◆ Your task ◆
Only these lines of the data below are wanted: the one with "smart_value / 2.0, smart_value)", the one with "use Position::*;", and any lines between them, each repeated exactly.

-------- Input data

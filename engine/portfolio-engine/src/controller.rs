//! Sequential portfolio generation loop.
//!
//! Lineups are solved one at a time; each accepted lineup tightens the
//! exposure and uniqueness constraints for every later solve. An infeasible
//! solve consumes one step of the configured relaxation order and retries;
//! relaxations persist for the rest of the run. When the retry budget is
//! exhausted the run stops and returns whatever was generated, which is a
//! warning state rather than an error.

use crate::{ConstraintBuilder, PortfolioReport, PortfolioState, RunError, RunState};
use chrono::Utc;
use lineup_solver::{check_pool, InfeasiblePoolError, LineupSolver};
use slate_model::{Player, PlayerPool, RelaxationStep, RunConfig};
use tracing::{info, warn};

/// Accumulated constraint slack. Starts at zero and only ever loosens.
#[derive(Debug, Clone, Copy, Default, PartialEq, Eq)]
pub struct Relaxation {
    pub uniqueness_slack: usize,
    pub exposure_slack: u32,
    pub game_stack_disabled: bool,
}

impl Relaxation {
    fn apply(&mut self, step: RelaxationStep) {
        match step {
            RelaxationStep::Uniqueness => self.uniqueness_slack += 1,
            RelaxationStep::Exposure => self.exposure_slack += 1,
            RelaxationStep::GameStack => self.game_stack_disabled = true,
        }
    }
}

pub struct PortfolioController {
    config: RunConfig,
    pool: PlayerPool,
}

impl PortfolioController {
    /// Validates the configuration and the pool; both must be sound before
    /// any solve is attempted.
    pub fn new(config: RunConfig, players: Vec<Player>) -> Result<Self, RunError> {
        config.validate()?;
        let pool = PlayerPool::new(players)?;
        Ok(Self { config, pool })
    }

    pub fn run(&self) -> Result<PortfolioReport, RunError> {
        let started_at = Utc::now();
        let builder = ConstraintBuilder::new(&self.config);
        let mut state = PortfolioState::new();
        let mut relaxation = Relaxation::default();

        // Preflight on the base constraint set, before the first solve. With
        // no accepted lineups yet, a build failure here is a pool problem.
        let base = builder
            .build(&self.pool, &state, &relaxation)
            .map_err(|e| InfeasiblePoolError { class: e.class, detail: e.detail })?;
        check_pool(&self.pool, &self.config.roster, &base)?;

        let solver =
            LineupSolver::new(&self.pool, &self.config.roster, self.config.objective_field);
        let mut relaxations_applied: Vec<String> = Vec::new();
        let mut failures_in_a_row: u32 = 0;
        let mut next_step: usize = 0;
        let mut abort_reason: Option<String> = None;

        while (state.len() as u32) < self.config.lineup_count {
            let attempt = builder
                .build(&self.pool, &state, &relaxation)
                .and_then(|cs| solver.solve(&cs));
            match attempt {
                Ok(solved) => {
                    failures_in_a_row = 0;
                    info!(
                        lineup = state.len() + 1,
                        salary = solved.lineup.total_salary(),
                        objective = solved.lineup.total_objective(),
                        nodes = solved.stats.nodes,
                        "lineup accepted"
                    );
                    state.accept(solved.lineup);
                }
                Err(err) => {
                    failures_in_a_row += 1;
                    if failures_in_a_row > self.config.max_relaxations {
                        warn!(%err, generated = state.len(), "retry budget exhausted, stopping");
                        abort_reason = Some(format!(
                            "{failures_in_a_row} consecutive infeasible solves, last: {err}"
                        ));
                        break;
                    }
                    match self.config.relaxation_order.get(next_step).copied() {
                        Some(step) => {
                            next_step += 1;
                            relaxation.apply(step);
                            relaxations_applied.push(step.to_string());
                            warn!(%err, %step, "solve infeasible, relaxing and retrying");
                        }
                        None => {
                            warn!(%err, generated = state.len(), "no relaxation steps left, stopping");
                            abort_reason =
                                Some(format!("no relaxation steps remain, last: {err}"));
                            break;
                        }
                    }
                }
            }
        }

        let generated = state.len() as u32;
        let run_state = if generated == self.config.lineup_count {
            RunState::Complete
        } else {
            RunState::Aborted
        };
        Ok(PortfolioReport {
            lineups: state.into_lineups(),
            requested: self.config.lineup_count,
            generated,
            state: run_state,
            abort_reason,
            relaxations: relaxations_applied,
            started_at,
            finished_at: Utc::now(),
        })
    }
}

#[cfg(test)]
mod tests {
    use super::*;
    use lineup_solver::ConstraintClass;
    use slate_model::{Position, RosterSlot, RosterTemplate};
    use std::collections::HashMap;

    fn player(name: &str, team: &str, position: Position, smart_value: f64) -> Player {
        Player::new(name, team, "OPP", position, 5000, smart_value / 2.0, smart_value)
    }

    /// Twenty-player slate: 3 QB, 6 RB, 7 WR, 2 TE, 2 DST, one team each so
    /// the team cap never binds. Flat salaries keep the cap slack.
    fn slate() -> Vec<Player> {
        use Position::*;
        let rows: &[(&str, Position, f64)] = &[
            ("Q1", Qb, 90.0),
            ("Q2", Qb, 80.0),
            ("Q3", Qb, 70.0),
            ("R1", Rb, 88.0),
            ("R2", Rb, 86.0),
            ("R3", Rb, 66.0),
            ("R4", Rb, 64.0),
            ("R5", Rb, 62.0),
            ("R6", Rb, 60.0),
            ("W1", Wr, 87.0),
            ("W2", Wr, 85.0),
            ("W3", Wr, 83.0),
            ("W4", Wr, 65.0),
            ("W5", Wr, 63.0),
            ("W6", Wr, 61.0),
            ("W7", Wr, 59.0),
            ("T1", Te, 84.0),
            ("T2", Te, 58.0),
            ("D1", Dst, 82.0),
            ("D2", Dst, 57.0),
        ];
        rows.iter()
            .enumerate()
            .map(|(i, (name, pos, sv))| player(name, &format!("T{i:02}"), *pos, *sv))
            .collect()
    }

    fn wr_only_roster(slots: usize) -> RosterTemplate {
        RosterTemplate::new(
            (0..slots)
                .map(|i| RosterSlot::new(format!("WR{}", i + 1), &[Position::Wr]))
                .collect(),
        )
    }

    #[test]
    fn generates_full_portfolio_under_exposure_and_uniqueness() {
        let mut cfg = RunConfig::new(5, 50_000);
        cfg.uniqueness_pct = 0.5; // floor(9 * 0.5) = 4 shared players max
        cfg.max_exposure_pct = 0.6; // floor(5 * 0.6) = 3 appearances max

        let report = PortfolioController::new(cfg, slate()).unwrap().run().unwrap();

        assert_eq!(report.state, RunState::Complete);
        assert_eq!(report.generated, 5);
        assert_eq!(report.lineups.len(), 5);
        assert!(!report.is_partial());
        assert!(report.abort_reason.is_none());
        assert!(report.relaxations.is_empty());

        let mut appearances: HashMap<String, u32> = HashMap::new();
        for lineup in &report.lineups {
            assert_eq!(lineup.slots().len(), 9);
            let distinct: std::collections::HashSet<_> = lineup.player_ids().collect();
            assert_eq!(distinct.len(), 9);
            assert!(lineup.total_salary() <= 50_000);
            for id in lineup.player_ids() {
                *appearances.entry(id.to_string()).or_insert(0) += 1;
            }
        }
        for (a, b) in report
            .lineups
            .iter()
            .enumerate()
            .flat_map(|(i, a)| report.lineups[i + 1..].iter().map(move |b| (a, b)))
        {
            assert!(a.overlap(b) <= 4, "overlap {} exceeds 4", a.overlap(b));
        }
        for (id, count) in appearances {
            assert!(count <= 3, "{id} appears {count} times");
        }
    }

    #[test]
    fn relaxes_uniqueness_once_and_completes() {
        let mut cfg = RunConfig::new(2, 50_000);
        cfg.roster = wr_only_roster(3);
        cfg.uniqueness_pct = 0.67; // floor(3 * 0.33) = 0 shared players

        // Five receivers: the first lineup takes the top three, leaving only
        // two for a fully disjoint second lineup.
        let players = (0..5)
            .map(|i| player(&format!("W{i}"), &format!("T{i}"), Position::Wr, 90.0 - i as f64))
            .collect();
        let report = PortfolioController::new(cfg, players).unwrap().run().unwrap();

        assert_eq!(report.state, RunState::Complete);
        assert_eq!(report.generated, 2);
        assert_eq!(report.relaxations, vec!["uniqueness".to_string()]);
        assert_eq!(report.lineups[0].overlap(&report.lineups[1]), 1);
    }

    #[test]
    fn relaxation_follows_the_configured_order() {
        // Four players at one appearance each cover only the first two
        // lineups; the third cannot be built until exposure is relaxed.
        let pool = || -> Vec<Player> {
            (0..4)
                .map(|i| player(&format!("W{i}"), &format!("T{i}"), Position::Wr, 80.0 - i as f64))
                .collect()
        };
        let mut cfg = RunConfig::new(3, 50_000);
        cfg.roster = wr_only_roster(2);
        cfg.uniqueness_pct = 0.0;
        cfg.max_exposure_pct = 0.34; // floor(3 * 0.34) = 1 appearance

        let mut exposure_first = cfg.clone();
        exposure_first.relaxation_order = vec![
            RelaxationStep::Exposure,
            RelaxationStep::Uniqueness,
            RelaxationStep::GameStack,
        ];
        let report = PortfolioController::new(exposure_first, pool()).unwrap().run().unwrap();
        assert_eq!(report.state, RunState::Complete);
        assert_eq!(report.generated, 3);
        assert_eq!(report.relaxations, vec!["exposure".to_string()]);

        // The default order burns a uniqueness step before reaching the
        // one that helps.
        let report = PortfolioController::new(cfg, pool()).unwrap().run().unwrap();
        assert_eq!(report.state, RunState::Complete);
        assert_eq!(
            report.relaxations,
            vec!["uniqueness".to_string(), "exposure".to_string()]
        );
    }

    #[test]
    fn aborts_partial_when_retry_budget_is_exhausted() {
        let mut cfg = RunConfig::new(2, 50_000);
        cfg.roster = wr_only_roster(3);
        cfg.uniqueness_pct = 0.67;

        // Four receivers: even after every relaxation step the second lineup
        // would need two players that do not exist.
        let players = (0..4)
            .map(|i| player(&format!("W{i}"), &format!("T{i}"), Position::Wr, 90.0 - i as f64))
            .collect();
        let report = PortfolioController::new(cfg, players).unwrap().run().unwrap();

        assert_eq!(report.state, RunState::Aborted);
        assert_eq!(report.generated, 1);
        assert!(report.is_partial());
        assert!(report.abort_reason.is_some());
        assert_eq!(report.relaxations.len(), 3);
        assert_eq!(report.lineups.len(), 1);
    }

    #[test]
    fn preflight_rejects_pool_missing_a_position() {
        let cfg = RunConfig::new(2, 50_000);
        // No defenses at all: the DST slot can never be filled.
        let players = slate()
            .into_iter()
            .filter(|p| !p.position.is_defense())
            .collect();
        let err = PortfolioController::new(cfg, players).unwrap().run().unwrap_err();
        match err {
            RunError::InfeasiblePool(e) => {
                assert_eq!(e.class, ConstraintClass::PositionAvailability)
            }
            other => panic!("unexpected error: {other}"),
        }
    }

    #[test]
    fn constructor_rejects_bad_config_and_bad_pool() {
        assert!(matches!(
            PortfolioController::new(RunConfig::new(0, 50_000), slate()),
            Err(RunError::Config(_))
        ));
        let mut players = slate();
        players.push(players[0].clone());
        assert!(matches!(
            PortfolioController::new(RunConfig::new(2, 50_000), players),
            Err(RunError::Pool(_))
        ));
    }
}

----------------

◆ Result ◆
        Player::new(name, team, "OPP", position, 5000, smart_value / 2.0, smart_value)
    }

    /// Twenty-player slate: 3 QB, 6 RB, 7 WR, 2 TE, 2 DST, one team each so
    /// the team cap never binds. Flat salaries keep the cap slack.
    fn slate() -> Vec<Player> {
        use Position::*;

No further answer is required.